▶ **Task directions**
Reproduce only the top of the records, down to and including the line containing "Tab navigator controller.".
== Input
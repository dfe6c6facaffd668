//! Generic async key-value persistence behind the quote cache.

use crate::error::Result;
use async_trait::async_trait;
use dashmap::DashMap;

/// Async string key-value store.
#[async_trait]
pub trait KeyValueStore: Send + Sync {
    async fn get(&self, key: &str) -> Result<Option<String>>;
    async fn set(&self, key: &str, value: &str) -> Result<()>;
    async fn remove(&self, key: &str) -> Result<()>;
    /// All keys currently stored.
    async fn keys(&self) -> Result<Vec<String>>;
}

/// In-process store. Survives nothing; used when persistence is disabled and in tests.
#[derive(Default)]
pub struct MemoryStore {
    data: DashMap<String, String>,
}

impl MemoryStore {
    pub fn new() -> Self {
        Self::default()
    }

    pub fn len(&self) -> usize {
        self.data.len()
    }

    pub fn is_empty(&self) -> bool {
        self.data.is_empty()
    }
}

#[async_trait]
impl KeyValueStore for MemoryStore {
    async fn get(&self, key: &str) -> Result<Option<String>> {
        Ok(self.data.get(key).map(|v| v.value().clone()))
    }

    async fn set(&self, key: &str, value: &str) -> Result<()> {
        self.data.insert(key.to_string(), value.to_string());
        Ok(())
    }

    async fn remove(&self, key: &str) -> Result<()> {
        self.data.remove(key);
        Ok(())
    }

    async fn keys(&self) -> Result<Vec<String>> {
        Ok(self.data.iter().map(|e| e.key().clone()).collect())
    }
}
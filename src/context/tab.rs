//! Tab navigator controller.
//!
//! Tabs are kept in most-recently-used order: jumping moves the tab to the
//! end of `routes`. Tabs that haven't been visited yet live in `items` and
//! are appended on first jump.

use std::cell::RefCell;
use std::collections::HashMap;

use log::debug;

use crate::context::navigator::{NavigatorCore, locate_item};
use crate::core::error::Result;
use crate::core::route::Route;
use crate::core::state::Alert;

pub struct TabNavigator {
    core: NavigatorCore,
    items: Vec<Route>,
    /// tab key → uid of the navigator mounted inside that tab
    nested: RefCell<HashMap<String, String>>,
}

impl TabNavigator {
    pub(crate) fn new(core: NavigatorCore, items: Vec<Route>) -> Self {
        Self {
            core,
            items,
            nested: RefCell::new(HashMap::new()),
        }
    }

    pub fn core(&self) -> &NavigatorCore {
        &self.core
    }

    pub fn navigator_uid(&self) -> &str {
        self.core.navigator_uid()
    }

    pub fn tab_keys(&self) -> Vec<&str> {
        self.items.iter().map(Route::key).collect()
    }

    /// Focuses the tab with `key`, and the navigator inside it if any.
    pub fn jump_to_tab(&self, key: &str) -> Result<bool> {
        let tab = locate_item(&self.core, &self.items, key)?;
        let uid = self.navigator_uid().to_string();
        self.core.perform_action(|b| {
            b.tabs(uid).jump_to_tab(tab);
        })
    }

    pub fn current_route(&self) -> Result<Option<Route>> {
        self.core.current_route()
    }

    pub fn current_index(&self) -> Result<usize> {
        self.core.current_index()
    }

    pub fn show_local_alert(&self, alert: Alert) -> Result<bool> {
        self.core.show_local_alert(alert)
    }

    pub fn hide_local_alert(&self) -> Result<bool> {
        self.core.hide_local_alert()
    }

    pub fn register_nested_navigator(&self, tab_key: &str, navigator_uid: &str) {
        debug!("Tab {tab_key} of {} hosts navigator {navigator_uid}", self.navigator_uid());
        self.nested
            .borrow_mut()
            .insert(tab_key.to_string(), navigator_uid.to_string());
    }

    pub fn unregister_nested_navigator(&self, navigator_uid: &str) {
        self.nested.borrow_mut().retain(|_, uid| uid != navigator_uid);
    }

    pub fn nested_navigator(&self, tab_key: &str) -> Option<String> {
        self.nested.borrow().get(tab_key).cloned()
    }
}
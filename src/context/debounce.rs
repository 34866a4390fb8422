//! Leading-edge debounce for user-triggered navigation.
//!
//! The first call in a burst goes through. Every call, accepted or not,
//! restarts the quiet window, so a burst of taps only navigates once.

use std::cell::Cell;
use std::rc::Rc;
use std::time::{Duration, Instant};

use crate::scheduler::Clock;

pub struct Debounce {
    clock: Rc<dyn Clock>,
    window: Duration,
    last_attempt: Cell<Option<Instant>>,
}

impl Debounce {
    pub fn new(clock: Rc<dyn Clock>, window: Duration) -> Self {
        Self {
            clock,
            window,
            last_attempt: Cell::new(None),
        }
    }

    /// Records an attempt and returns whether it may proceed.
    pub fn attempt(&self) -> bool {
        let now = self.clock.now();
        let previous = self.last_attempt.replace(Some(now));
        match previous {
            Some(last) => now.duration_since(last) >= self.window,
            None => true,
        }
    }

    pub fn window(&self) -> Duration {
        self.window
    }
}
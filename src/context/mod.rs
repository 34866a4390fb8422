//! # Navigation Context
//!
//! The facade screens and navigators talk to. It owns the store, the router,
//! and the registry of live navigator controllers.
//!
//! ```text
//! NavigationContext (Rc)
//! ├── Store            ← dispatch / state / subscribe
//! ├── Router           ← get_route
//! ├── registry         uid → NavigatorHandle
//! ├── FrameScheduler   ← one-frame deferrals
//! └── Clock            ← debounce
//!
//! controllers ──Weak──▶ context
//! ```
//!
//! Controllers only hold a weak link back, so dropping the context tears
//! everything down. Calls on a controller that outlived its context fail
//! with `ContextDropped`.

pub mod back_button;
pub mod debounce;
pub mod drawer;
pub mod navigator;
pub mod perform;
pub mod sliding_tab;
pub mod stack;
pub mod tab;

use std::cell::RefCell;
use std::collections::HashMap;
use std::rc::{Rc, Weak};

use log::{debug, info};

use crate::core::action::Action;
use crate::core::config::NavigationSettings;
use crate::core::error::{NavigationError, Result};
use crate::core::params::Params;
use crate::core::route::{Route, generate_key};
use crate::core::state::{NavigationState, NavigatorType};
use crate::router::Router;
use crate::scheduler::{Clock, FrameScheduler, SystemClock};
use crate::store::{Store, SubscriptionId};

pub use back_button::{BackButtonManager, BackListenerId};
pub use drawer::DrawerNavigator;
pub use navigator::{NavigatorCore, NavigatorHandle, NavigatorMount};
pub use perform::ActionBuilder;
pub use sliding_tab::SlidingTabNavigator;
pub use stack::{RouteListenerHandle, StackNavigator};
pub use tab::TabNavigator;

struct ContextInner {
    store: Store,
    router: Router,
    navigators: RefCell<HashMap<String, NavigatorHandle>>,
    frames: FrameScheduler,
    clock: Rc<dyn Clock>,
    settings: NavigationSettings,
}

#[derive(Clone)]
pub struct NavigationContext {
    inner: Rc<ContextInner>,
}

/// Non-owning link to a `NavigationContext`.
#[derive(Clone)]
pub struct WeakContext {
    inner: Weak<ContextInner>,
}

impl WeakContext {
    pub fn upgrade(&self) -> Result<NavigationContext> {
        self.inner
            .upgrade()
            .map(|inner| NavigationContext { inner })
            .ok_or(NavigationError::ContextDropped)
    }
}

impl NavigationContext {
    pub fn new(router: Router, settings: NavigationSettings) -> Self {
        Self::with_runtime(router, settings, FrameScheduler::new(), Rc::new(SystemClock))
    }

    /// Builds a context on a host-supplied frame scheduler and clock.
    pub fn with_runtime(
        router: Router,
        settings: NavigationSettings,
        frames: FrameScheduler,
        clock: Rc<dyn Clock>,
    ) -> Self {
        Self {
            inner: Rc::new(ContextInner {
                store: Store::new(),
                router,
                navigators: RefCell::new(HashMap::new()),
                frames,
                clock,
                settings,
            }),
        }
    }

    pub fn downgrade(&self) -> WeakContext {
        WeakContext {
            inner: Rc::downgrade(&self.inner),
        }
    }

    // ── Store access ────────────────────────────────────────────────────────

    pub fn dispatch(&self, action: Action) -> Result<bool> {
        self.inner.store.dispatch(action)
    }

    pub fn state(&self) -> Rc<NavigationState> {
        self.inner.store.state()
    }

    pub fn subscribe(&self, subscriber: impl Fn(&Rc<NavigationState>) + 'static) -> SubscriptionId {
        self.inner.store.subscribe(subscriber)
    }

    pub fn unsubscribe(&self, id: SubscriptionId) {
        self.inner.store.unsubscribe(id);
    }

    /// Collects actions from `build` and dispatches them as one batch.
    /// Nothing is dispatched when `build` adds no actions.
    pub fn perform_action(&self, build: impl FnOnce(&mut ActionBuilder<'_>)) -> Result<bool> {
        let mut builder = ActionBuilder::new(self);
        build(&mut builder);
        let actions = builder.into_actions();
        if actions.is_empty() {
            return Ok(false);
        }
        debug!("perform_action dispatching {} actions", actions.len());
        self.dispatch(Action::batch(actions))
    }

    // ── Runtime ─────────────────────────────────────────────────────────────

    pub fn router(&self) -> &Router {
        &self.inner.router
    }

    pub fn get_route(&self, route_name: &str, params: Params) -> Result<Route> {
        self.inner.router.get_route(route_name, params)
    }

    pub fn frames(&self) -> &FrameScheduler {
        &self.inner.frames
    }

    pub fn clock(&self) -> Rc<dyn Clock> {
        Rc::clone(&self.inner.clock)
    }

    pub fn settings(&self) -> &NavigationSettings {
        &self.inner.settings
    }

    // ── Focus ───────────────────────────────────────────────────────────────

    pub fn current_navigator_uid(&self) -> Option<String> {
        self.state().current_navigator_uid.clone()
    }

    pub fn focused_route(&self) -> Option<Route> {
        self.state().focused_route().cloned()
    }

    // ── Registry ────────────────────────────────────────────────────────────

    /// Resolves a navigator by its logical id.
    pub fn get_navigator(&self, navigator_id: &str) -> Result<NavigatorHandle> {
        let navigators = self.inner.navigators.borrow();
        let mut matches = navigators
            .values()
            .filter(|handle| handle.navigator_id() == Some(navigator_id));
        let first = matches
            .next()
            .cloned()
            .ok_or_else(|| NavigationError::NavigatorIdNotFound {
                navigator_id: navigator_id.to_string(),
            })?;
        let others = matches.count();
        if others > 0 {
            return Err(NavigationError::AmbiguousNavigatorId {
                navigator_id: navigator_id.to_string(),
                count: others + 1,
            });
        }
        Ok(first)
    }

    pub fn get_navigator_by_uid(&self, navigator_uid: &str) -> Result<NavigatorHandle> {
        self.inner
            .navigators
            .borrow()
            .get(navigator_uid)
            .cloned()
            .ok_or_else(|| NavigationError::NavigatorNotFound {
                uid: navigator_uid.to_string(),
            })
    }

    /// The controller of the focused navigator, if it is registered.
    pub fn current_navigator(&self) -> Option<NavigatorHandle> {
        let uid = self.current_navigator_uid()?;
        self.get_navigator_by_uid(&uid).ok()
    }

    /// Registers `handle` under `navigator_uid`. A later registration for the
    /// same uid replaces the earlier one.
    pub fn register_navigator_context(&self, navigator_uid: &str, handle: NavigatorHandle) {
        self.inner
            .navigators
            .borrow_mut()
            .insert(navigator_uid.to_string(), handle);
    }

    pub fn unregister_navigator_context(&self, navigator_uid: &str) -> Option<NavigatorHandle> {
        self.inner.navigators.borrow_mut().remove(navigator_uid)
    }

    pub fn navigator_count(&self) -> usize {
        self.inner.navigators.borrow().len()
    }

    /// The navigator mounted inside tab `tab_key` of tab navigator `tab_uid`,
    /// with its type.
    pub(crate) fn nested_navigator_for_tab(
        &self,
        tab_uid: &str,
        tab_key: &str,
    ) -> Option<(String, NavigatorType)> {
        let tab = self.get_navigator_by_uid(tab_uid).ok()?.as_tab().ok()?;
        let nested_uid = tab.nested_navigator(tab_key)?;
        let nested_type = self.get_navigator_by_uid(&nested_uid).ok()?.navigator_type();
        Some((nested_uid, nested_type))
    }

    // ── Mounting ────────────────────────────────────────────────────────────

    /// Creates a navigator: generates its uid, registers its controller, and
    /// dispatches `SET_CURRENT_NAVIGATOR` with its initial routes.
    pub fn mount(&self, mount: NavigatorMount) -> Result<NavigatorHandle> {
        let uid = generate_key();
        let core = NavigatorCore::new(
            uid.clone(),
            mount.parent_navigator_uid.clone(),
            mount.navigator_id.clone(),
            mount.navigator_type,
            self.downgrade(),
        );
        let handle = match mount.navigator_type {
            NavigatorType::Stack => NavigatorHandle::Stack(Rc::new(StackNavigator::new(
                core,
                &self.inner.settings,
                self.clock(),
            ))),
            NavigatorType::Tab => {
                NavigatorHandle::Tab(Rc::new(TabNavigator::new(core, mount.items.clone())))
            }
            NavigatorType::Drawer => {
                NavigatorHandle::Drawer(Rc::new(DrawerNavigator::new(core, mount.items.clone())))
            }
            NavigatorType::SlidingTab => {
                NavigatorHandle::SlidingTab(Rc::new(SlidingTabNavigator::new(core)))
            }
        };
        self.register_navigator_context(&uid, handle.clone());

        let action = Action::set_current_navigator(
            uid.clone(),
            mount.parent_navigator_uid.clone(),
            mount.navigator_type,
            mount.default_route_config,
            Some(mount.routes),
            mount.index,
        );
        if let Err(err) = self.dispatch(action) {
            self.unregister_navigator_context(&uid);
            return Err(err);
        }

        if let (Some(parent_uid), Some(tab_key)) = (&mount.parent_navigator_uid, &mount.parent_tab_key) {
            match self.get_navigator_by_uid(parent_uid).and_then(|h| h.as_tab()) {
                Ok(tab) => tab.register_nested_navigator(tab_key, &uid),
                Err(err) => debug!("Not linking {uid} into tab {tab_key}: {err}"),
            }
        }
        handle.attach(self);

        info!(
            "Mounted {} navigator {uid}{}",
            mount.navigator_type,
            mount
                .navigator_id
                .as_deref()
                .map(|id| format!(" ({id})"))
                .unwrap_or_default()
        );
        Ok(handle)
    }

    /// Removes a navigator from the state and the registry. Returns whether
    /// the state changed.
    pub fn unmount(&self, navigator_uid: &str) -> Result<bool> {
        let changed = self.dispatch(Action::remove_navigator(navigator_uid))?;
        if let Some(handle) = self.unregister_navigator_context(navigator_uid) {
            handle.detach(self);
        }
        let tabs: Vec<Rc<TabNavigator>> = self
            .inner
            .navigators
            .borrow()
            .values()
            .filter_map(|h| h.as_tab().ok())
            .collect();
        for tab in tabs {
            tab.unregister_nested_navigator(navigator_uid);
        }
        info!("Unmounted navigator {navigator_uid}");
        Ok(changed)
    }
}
====
▶ **Expected output**
repository dfe6c6facaffd668
//! Generic async key-value persistence behind the quote cache.

use crate::error::Result;
use async_trait::async_trait;
use dashmap::DashMap;

/// Async string key-value store.
#[async_trait]
pub trait KeyValueStore: Send + Sync {
    async fn get(&self, key: &str) -> Result<Option<String>>;
    async fn set(&self, key: &str, value: &str) -> Result<()>;
    async fn remove(&self, key: &str) -> Result<()>;
    /// All keys currently stored.
    async fn keys(&self) -> Result<Vec<String>>;
}

/// In-process store. Survives nothing; used when persistence is disabled and in tests.
#[derive(Default)]
pub struct MemoryStore {
    data: DashMap<String, String>,
}

impl MemoryStore {
    pub fn new() -> Self {
        Self::default()
    }

    pub fn len(&self) -> usize {
        self.data.len()
    }

    pub fn is_empty(&self) -> bool {
        self.data.is_empty()
    }
}

#[async_trait]
impl KeyValueStore for MemoryStore {
    async fn get(&self, key: &str) -> Result<Option<String>> {
        Ok(self.data.get(key).map(|v| v.value().clone()))
    }

    async fn set(&self, key: &str, value: &str) -> Result<()> {
        self.data.insert(key.to_string(), value.to_string());
        Ok(())
    }

    async fn remove(&self, key: &str) -> Result<()> {
        self.data.remove(key);
        Ok(())
    }

    async fn keys(&self) -> Result<Vec<String>> {
        Ok(self.data.iter().map(|e| e.key().clone()).collect())
    }
}
filename src/context/tab.rs
//! Tab navigator controller.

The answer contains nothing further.